* [Exercise] Find the line holding "e if e.is_config()" in the entries below. Give it again exactly, along with every line after it up to and including the line holding "let mut output".

[Stored data entries]
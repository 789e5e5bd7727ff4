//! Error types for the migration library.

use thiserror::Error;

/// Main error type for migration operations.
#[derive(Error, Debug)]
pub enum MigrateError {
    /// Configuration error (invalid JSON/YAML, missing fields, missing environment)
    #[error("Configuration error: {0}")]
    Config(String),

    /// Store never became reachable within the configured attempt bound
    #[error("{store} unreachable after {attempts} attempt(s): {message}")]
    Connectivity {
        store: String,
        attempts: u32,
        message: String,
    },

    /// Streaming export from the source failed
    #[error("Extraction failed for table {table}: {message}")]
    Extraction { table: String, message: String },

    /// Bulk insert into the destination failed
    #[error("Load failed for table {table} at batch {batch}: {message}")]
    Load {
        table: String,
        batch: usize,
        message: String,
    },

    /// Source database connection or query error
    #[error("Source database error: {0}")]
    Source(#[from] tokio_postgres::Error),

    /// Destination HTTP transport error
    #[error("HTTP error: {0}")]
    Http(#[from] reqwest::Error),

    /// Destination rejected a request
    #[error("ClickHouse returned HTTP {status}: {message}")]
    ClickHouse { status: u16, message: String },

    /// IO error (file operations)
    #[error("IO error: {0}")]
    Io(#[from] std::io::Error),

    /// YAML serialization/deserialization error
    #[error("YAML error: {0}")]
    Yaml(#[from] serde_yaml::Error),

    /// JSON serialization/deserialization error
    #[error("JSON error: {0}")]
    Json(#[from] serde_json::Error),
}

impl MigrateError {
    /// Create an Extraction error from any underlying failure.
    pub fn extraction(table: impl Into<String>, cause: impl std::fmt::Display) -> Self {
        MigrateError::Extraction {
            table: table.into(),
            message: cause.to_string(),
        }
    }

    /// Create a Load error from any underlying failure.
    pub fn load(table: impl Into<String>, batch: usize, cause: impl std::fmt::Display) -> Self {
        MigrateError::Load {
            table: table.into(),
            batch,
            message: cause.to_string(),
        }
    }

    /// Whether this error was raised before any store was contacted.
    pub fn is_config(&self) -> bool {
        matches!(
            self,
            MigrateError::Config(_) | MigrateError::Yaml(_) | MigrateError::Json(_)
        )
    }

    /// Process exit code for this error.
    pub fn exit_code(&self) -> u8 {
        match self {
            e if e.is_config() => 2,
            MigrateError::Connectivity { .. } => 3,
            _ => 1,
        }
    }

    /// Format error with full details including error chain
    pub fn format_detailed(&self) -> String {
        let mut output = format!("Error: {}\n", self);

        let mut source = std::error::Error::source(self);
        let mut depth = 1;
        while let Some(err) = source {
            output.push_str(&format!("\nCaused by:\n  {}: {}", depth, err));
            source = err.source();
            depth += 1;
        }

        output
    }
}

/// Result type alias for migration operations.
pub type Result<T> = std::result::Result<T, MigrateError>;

* [Reply]
            e if e.is_config() => 2,
            MigrateError::Connectivity { .. } => 3,
            _ => 1,
        }
    }

    /// Format error with full details including error chain
    pub fn format_detailed(&self) -> String {
        let mut output = format!("Error: {}\n", self);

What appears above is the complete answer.